The tentative project schedule for 4.2 is up and some key dates are as follows:
- February 18 — Feature Plugin merge freeze
- March 4 — Beta 1 (and feature freeze)
- March 25 — Release Candidate 1
- April 8 — Target release
The feature plugins slated for 4.2 are as follows:
- Press This revamp (get caught up here)
- Customizer theme switcher (see a couple screenshots here)
- Menu customizer (the plugin has the best description)
- “Shiny Updates” — Based mostly around a Trac ticket, a project to improve the plugin and theme update process.
Of these, I personally think Shiny Updates has the most potential for positive impact. That experience hasn’t changed in WordPress in ages, if ever. The other items are neat, but are less frequent interaction points for most users. We’re all updating plugins all the time. We’re not as often updating menus and switching themes.
Drew described it to me like this:
- Ability to update plugins or themes inline in the list tables. So instead of clicking the update link and going to the update screen and waiting for it to load and clicking to go back to the list table, you can fire off the update via AJAX right in place.

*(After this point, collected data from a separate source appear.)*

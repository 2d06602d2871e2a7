use rust_decimal::Decimal;
use rust_decimal_macros::dec;

use sterling::metrics::{
    grams_per_troy_ounce, krw_per_gram, percent_change, price_bands, top_n_by, volume_ratio,
};

#[test]
fn troy_ounce_constant() {
    assert_eq!(grams_per_troy_ounce(), dec!(31.1034768));
}

#[test]
fn krw_conversion_exact_cases() {
    // One troy ounce at rate 1 is exactly one ounce's worth of grams.
    assert_eq!(krw_per_gram(dec!(31.1034768), dec!(1)), dec!(1));
    assert_eq!(krw_per_gram(dec!(62.2069536), dec!(2)), dec!(4));
}

#[test]
fn krw_conversion_rounds_sensibly() {
    let per_gram = krw_per_gram(dec!(32), dec!(1300));
    assert_eq!(per_gram.round_dp(2), dec!(1337.47));
}

#[test]
fn percent_change_basics() {
    assert_eq!(percent_change(dec!(110), dec!(100)), Some(dec!(10)));
    assert_eq!(percent_change(dec!(90), dec!(100)), Some(dec!(-10)));
}

#[test]
fn percent_change_equal_inputs_is_exactly_zero() {
    assert_eq!(percent_change(dec!(42.5), dec!(42.5)), Some(Decimal::ZERO));
}

#[test]
fn percent_change_guards_zero_previous() {
    assert_eq!(percent_change(dec!(100), Decimal::ZERO), None);
}

#[test]
fn volume_ratio_basics() {
    assert_eq!(volume_ratio(dec!(300), Some(dec!(200))), Some(dec!(150)));
    assert_eq!(volume_ratio(dec!(50), Some(dec!(200))), Some(dec!(25)));
}

#[test]
fn volume_ratio_no_comparison_available() {
    // Zero or missing prior volume means "no comparison", not a default.
    assert_eq!(volume_ratio(dec!(300), Some(Decimal::ZERO)), None);
    assert_eq!(volume_ratio(dec!(300), None), None);
}

#[test]
fn price_bands_fixed_offsets() {
    let bands = price_bands(dec!(10000));
    assert_eq!(bands.target, dec!(10300));
    assert_eq!(bands.stop, dec!(9800));
}

#[test]
fn top_n_selects_greatest_and_sorts_descending() {
    let rows = vec![("a", dec!(10)), ("b", dec!(40)), ("c", dec!(20)), ("d", dec!(30))];
    let top = top_n_by(rows, 2, |r| r.1);
    assert_eq!(top, vec![("b", dec!(40)), ("d", dec!(30))]);
}

#[test]
fn top_n_breaks_ties_by_original_order() {
    let rows = vec![("first", dec!(20)), ("second", dec!(20)), ("third", dec!(20))];
    let top = top_n_by(rows, 2, |r| r.1);
    assert_eq!(top, vec![("first", dec!(20)), ("second", dec!(20))]);
}

#[test]
fn top_n_larger_than_input_returns_all() {
    let rows = vec![("a", dec!(1)), ("b", dec!(2))];
    let top = top_n_by(rows, 10, |r| r.1);
    assert_eq!(top.len(), 2);
    assert_eq!(top[0].0, "b");
}
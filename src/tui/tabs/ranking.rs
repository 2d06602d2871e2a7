//! Ranking tab: top-N volume cards plus the full watchlist table.

use ratatui::{
    Frame,
    layout::{Constraint, Direction, Layout, Rect},
    style::{Color, Modifier, Style},
    text::{Line, Span},
    widgets::{Block, Borders, Paragraph},
};
use rust_decimal::Decimal;

use crate::models::RankingRow;
use crate::tui::app::App;
use crate::tui::components::{header, metric_card, status_bar};
use crate::tui::format;

/// Display width of the name column (Korean names are double-width).
const NAME_COL_WIDTH: usize = 16;

/// Renders the ranking tab.
pub fn render(frame: &mut Frame, app: &App) {
    let area = frame.area();

    let main_layout = Layout::default()
        .direction(Direction::Vertical)
        .constraints([
            Constraint::Length(1), // Header
            Constraint::Length(1), // Status bar
            Constraint::Length(5), // Top-N cards
            Constraint::Min(6),    // Watchlist table
            Constraint::Length(1), // Keybindings help
        ])
        .split(area);

    header::render(frame, main_layout[0], app);
    status_bar::render(frame, main_layout[1], app);

    match app.snapshot.as_ref() {
        Some(snapshot) => {
            render_top_cards(frame, main_layout[2], &snapshot.rows, app.top_n);
            render_table(frame, main_layout[3], &snapshot.rows);
        }
        None => {
            let para = Paragraph::new("Fetching market data...")
                .style(Style::default().fg(Color::DarkGray));
            frame.render_widget(para, main_layout[2]);
        }
    }

    render_keybindings(frame, main_layout[4]);
}

/// Renders one card per top-volume ticker.
fn render_top_cards(frame: &mut Frame, area: Rect, rows: &[RankingRow], top_n: usize) {
    let count = rows.len().min(top_n).max(1);
    let columns = Layout::default()
        .direction(Direction::Horizontal)
        .constraints(vec![Constraint::Ratio(1, count as u32); count])
        .split(area);

    if rows.is_empty() {
        let para = Paragraph::new("No watchlist data").style(Style::default().fg(Color::DarkGray));
        frame.render_widget(para, columns[0]);
        return;
    }

    for (i, row) in rows.iter().take(count).enumerate() {
        let delta = metric_card::Delta {
            text: format::signed_pct(row.change_pct),
            value: row.change_pct,
        };
        let volume_caption = format!("vol {}", format::grouped_int(row.volume));
        metric_card::render(
            frame,
            columns[i],
            &format!("#{} {}", i + 1, row.name),
            &format!("₩{}", format::grouped_int(row.close)),
            Some(delta),
            Some(volume_caption.as_str()),
        );
    }
}

/// Renders the full watchlist table, sorted descending by volume.
fn render_table(frame: &mut Frame, area: Rect, rows: &[RankingRow]) {
    let block = Block::default()
        .title(" Watchlist ")
        .borders(Borders::ALL)
        .border_style(Style::default().fg(Color::DarkGray));

    let inner = block.inner(area);
    frame.render_widget(block, area);

    let mut lines: Vec<Line> = Vec::new();

    lines.push(Line::from(Span::styled(
        format!(
            "{} {:>10} {:>8} {:>12} {:>8} {:>8} {:>10} {:>10}",
            format::pad_display("Name", NAME_COL_WIDTH),
            "Close",
            "Chg%",
            "Volume",
            "Vol%",
            "Open%",
            "Target",
            "Stop",
        ),
        Style::default().add_modifier(Modifier::BOLD),
    )));

    for row in rows.iter().take(inner.height.saturating_sub(1) as usize) {
        let change_color = if row.change_pct >= Decimal::ZERO {
            Color::Green
        } else {
            Color::Red
        };

        lines.push(Line::from(vec![
            Span::raw(format!("{} ", format::pad_display(&row.name, NAME_COL_WIDTH))),
            Span::raw(format!("{:>10} ", format::grouped_int(row.close))),
            Span::styled(
                format!("{:>8} ", format::signed_pct(row.change_pct)),
                Style::default().fg(change_color),
            ),
            Span::raw(format!("{:>12} ", format::grouped_int(row.volume))),
            Span::raw(format!("{:>8} ", format::opt_pct(row.volume_ratio))),
            Span::raw(format!("{:>8} ", format::opt_pct(row.open_move_pct))),
            Span::styled(
                format!("{:>10} ", format::grouped_int(row.bands.target)),
                Style::default().fg(Color::Green),
            ),
            Span::styled(
                format!("{:>10}", format::grouped_int(row.bands.stop)),
                Style::default().fg(Color::Red),
            ),
        ]));
    }

    if rows.is_empty() {
        lines.push(Line::from(Span::styled(
            "No watchlist data",
            Style::default().fg(Color::DarkGray),
        )));
    }

    let para = Paragraph::new(lines);
    frame.render_widget(para, inner);
}

/// Renders the keybindings help line.
fn render_keybindings(frame: &mut Frame, area: Rect) {
    let help = "[Tab]/[1-2] switch tab  [r]efresh  [q]uit";
    let para = Paragraph::new(help).style(Style::default().fg(Color::DarkGray));
    frame.render_widget(para, area);
}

- Improvements to the installed plugins screen for updating in place
In addition to the feature plugins, and the regular iterative improvements that happen in WordPress core development every release, Scott Taylor is also going to drive some pretty significant media updates. This will be welcome news to those that have tried to navigate media in a post WordPress 3.5 world. For starters, check out his case for Javascript modules.
Also, Mike Schroder is coming back with the Week in Core series, so keep an eye out for weekly updates through that channel.